Exercise
Determine how many lines of the listing contain the word "failed". The reply is that number alone.

Top of Listed records

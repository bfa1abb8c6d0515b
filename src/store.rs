//! Checklist state store
//!
//! Loads and saves completion records and the free-text note through an
//! injected [`KeyValueStore`].
//!
//! Reads and writes are best-effort, not transactional:
//! - a missing key, corrupt value, or unreachable backend loads as the empty default
//! - a failed write is logged and dropped
//!
//! The only path that reports write failures is [`ChecklistStore::replace_all`],
//! used by import.

use serde::Serialize;
use serde::de::DeserializeOwned;

use crate::model::{CompletionState, now_iso};
use crate::storage::{KeyValueStore, StorageError};

/// Storage key for the completion map
pub const TASKS_KEY: &str = "gcc_tasks";
/// Storage key for the note
pub const NOTES_KEY: &str = "gcc_notes";

/// Completion state and note persistence
#[derive(Debug)]
pub struct ChecklistStore<S> {
    storage: S,
}

impl<S: KeyValueStore> ChecklistStore<S> {
    pub fn new(storage: S) -> Self {
        Self { storage }
    }

    pub fn storage(&self) -> &S {
        &self.storage
    }

    pub fn storage_mut(&mut self) -> &mut S {
        &mut self.storage
    }

    pub fn into_inner(self) -> S {
        self.storage
    }

    /// Load the completion map, empty on any failure
    pub fn load_completion_state(&self) -> CompletionState {
        let state: CompletionState = load_json_or_default(&self.storage, TASKS_KEY);
        log::info!("Loaded {} completion records", state.len());
        state
    }

    /// Write the whole completion map (best-effort)
    pub fn save_completion_state(&mut self, state: &CompletionState) {
        let result = write_json(&mut self.storage, TASKS_KEY, state);
        drop_write_error(TASKS_KEY, result);
    }

    /// Load the note, `""` on any failure
    pub fn load_note(&self) -> String {
        self.storage.get(NOTES_KEY).unwrap_or_default()
    }

    /// Write the note (best-effort)
    pub fn save_note(&mut self, text: &str) {
        let result = self.storage.set(NOTES_KEY, text);
        drop_write_error(NOTES_KEY, result);
    }

    /// Apply a checkbox toggle stamped with the current time and flush the map
    pub fn toggle(&mut self, state: &mut CompletionState, task_id: u32, checked: bool) {
        state.set_completed(task_id, checked, &now_iso());
        self.save_completion_state(state);
    }

    /// Replace tasks and/or note as one unit
    ///
    /// Both keys stay separate in storage. If the second write fails the first
    /// is restored to its previous value before the error is returned.
    pub fn replace_all(
        &mut self,
        tasks: Option<&CompletionState>,
        note: Option<&str>,
    ) -> Result<(), StorageError> {
        let tasks_json = tasks.map(serde_json::to_string).transpose()?;
        let previous_tasks = self.storage.get(TASKS_KEY);

        if let Some(json) = &tasks_json {
            self.storage.set(TASKS_KEY, json)?;
        }

        if let Some(note) = note {
            if let Err(e) = self.storage.set(NOTES_KEY, note) {
                if tasks_json.is_some() {
                    self.restore(TASKS_KEY, previous_tasks);
                }
                return Err(e);
            }
        }

        Ok(())
    }

    fn restore(&mut self, key: &str, previous: Option<String>) {
        let result = match previous {
            Some(value) => self.storage.set(key, &value),
            None => self.storage.remove(key),
        };
        if let Err(e) = result {
            log::error!("Rollback of '{}' failed, stored value may be stale: {}", key, e);
        }
    }
}

fn load_json_or_default<T: DeserializeOwned + Default>(storage: &impl KeyValueStore, key: &str) -> T {
    let Some(json) = storage.get(key) else {
        return T::default();
    };
    if json.is_empty() {
        return T::default();
    }
    match serde_json::from_str(&json) {
        Ok(value) => value,
        Err(e) => {
            log::warn!("Ignoring corrupt value under '{}': {}", key, e);
            T::default()
        }
    }
}

fn write_json<T: Serialize>(
    storage: &mut impl KeyValueStore,
    key: &str,
    value: &T,
) -> Result<(), StorageError> {
    let json = serde_json::to_string(value)?;
    storage.set(key, &json)
}

fn drop_write_error(key: &str, result: Result<(), StorageError>) {
    if let Err(e) = result {
        log::warn!("Could not save '{}': {}", key, e);
    }
}

#[cfg(test)]
mod tests {
    use super::*;
    use crate::model::CompletionRecord;
    use crate::storage::{FailureMode, MemoryStore};
    use proptest::prelude::*;

    fn sample_state() -> CompletionState {
        let mut state = CompletionState::new();
        state.set_completed(1, true, "2024-01-01T00:00:00.000Z");
        state.set_completed(2, false, "ignored");
        state
    }

    #[test]
    fn test_load_missing_is_empty() {
        let store = ChecklistStore::new(MemoryStore::new());
        assert!(store.load_completion_state().is_empty());
        assert_eq!(store.load_note(), "");
    }

    #[test]
    fn test_load_corrupt_is_empty() {
        let store = ChecklistStore::new(MemoryStore::with_entries([(TASKS_KEY, "{not json")]));
        assert!(store.load_completion_state().is_empty());
    }

    #[test]
    fn test_load_empty_string_is_empty() {
        let store = ChecklistStore::new(MemoryStore::with_entries([(TASKS_KEY, "")]));
        assert!(store.load_completion_state().is_empty());
    }

    #[test]
    fn test_load_unavailable_is_default() {
        let mut storage = MemoryStore::with_entries([(NOTES_KEY, "hi"), (TASKS_KEY, "{}")]);
        storage.set_failure_mode(FailureMode::Unavailable);
        let store = ChecklistStore::new(storage);
        assert!(store.load_completion_state().is_empty());
        assert_eq!(store.load_note(), "");
    }

    #[test]
    fn test_save_failure_is_swallowed() {
        let mut storage = MemoryStore::new();
        storage.set_failure_mode(FailureMode::RejectWrites);
        let mut store = ChecklistStore::new(storage);

        store.save_completion_state(&sample_state());
        store.save_note("lost");

        assert!(store.storage().entries().is_empty());
    }

    #[test]
    fn test_storage_layout() {
        let mut store = ChecklistStore::new(MemoryStore::new());
        store.save_completion_state(&sample_state());
        store.save_note("line one\nline two");

        let entries = store.storage().entries();
        assert_eq!(
            entries.get(TASKS_KEY).map(String::as_str),
            Some(r#"{"1":{"completed":true,"completedAt":"2024-01-01T00:00:00.000Z"},"2":{"completed":false}}"#)
        );
        // Notes are stored raw, not JSON encoded
        assert_eq!(entries.get(NOTES_KEY).map(String::as_str), Some("line one\nline two"));
    }

    #[test]
    fn test_toggle_flushes_and_clears_timestamp() {
        let mut store = ChecklistStore::new(MemoryStore::new());
        let mut state = store.load_completion_state();

        store.toggle(&mut state, 4, true);
        let loaded = store.load_completion_state();
        let record = loaded.get(4).unwrap();
        assert!(record.completed);
        assert!(record.completed_at.as_deref().is_some_and(|t| !t.is_empty()));

        store.toggle(&mut state, 4, false);
        let loaded = store.load_completion_state();
        assert_eq!(loaded.get(4), Some(&CompletionRecord::undone()));
    }

    #[test]
    fn test_replace_all_writes_both() {
        let mut store = ChecklistStore::new(MemoryStore::new());
        store.replace_all(Some(&sample_state()), Some("new")).unwrap();
        assert_eq!(store.load_completion_state(), sample_state());
        assert_eq!(store.load_note(), "new");
    }

    #[test]
    fn test_replace_all_rolls_back_tasks_when_note_fails() {
        let mut store = ChecklistStore::new(MemoryStore::with_entries([
            (TASKS_KEY, r#"{"5":{"completed":false}}"#),
            (NOTES_KEY, "old"),
        ]));
        let before = store.storage().entries().clone();
        store
            .storage_mut()
            .set_failure_mode(FailureMode::RejectKey(NOTES_KEY));

        let result = store.replace_all(Some(&sample_state()), Some("new"));

        assert!(result.is_err());
        assert_eq!(store.storage().entries(), &before);
    }

    #[test]
    fn test_replace_all_rollback_removes_key_that_did_not_exist() {
        let mut storage = MemoryStore::new();
        storage.set_failure_mode(FailureMode::RejectKey(NOTES_KEY));
        let mut store = ChecklistStore::new(storage);

        assert!(store.replace_all(Some(&sample_state()), Some("new")).is_err());
        assert!(store.storage().entries().is_empty());
    }

    #[test]
    fn test_replace_all_note_only_leaves_tasks() {
        let mut store = ChecklistStore::new(MemoryStore::new());
        store.save_completion_state(&sample_state());
        store.replace_all(None, Some("only note")).unwrap();
        assert_eq!(store.load_completion_state(), sample_state());
        assert_eq!(store.load_note(), "only note");
    }

    fn arb_record() -> impl Strategy<Value = CompletionRecord> {
        prop_oneof![
            Just(CompletionRecord::undone()),
            "[0-9T:.Z-]{1,30}".prop_map(|at: String| CompletionRecord::done(at)),
        ]
    }

    proptest! {
        #[test]
        fn prop_completion_state_roundtrips(
            entries in proptest::collection::vec((any::<u32>(), arb_record()), 0..20)
        ) {
            let state: CompletionState = entries.into_iter().collect();
            let mut store = ChecklistStore::new(MemoryStore::new());
            store.save_completion_state(&state);
            prop_assert_eq!(store.load_completion_state(), state);
        }

        #[test]
        fn prop_note_roundtrips(note in any::<String>()) {
            let mut store = ChecklistStore::new(MemoryStore::new());
            store.save_note(&note);
            prop_assert_eq!(store.load_note(), note);
        }
    }
}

Bottom of Listed records

Result
2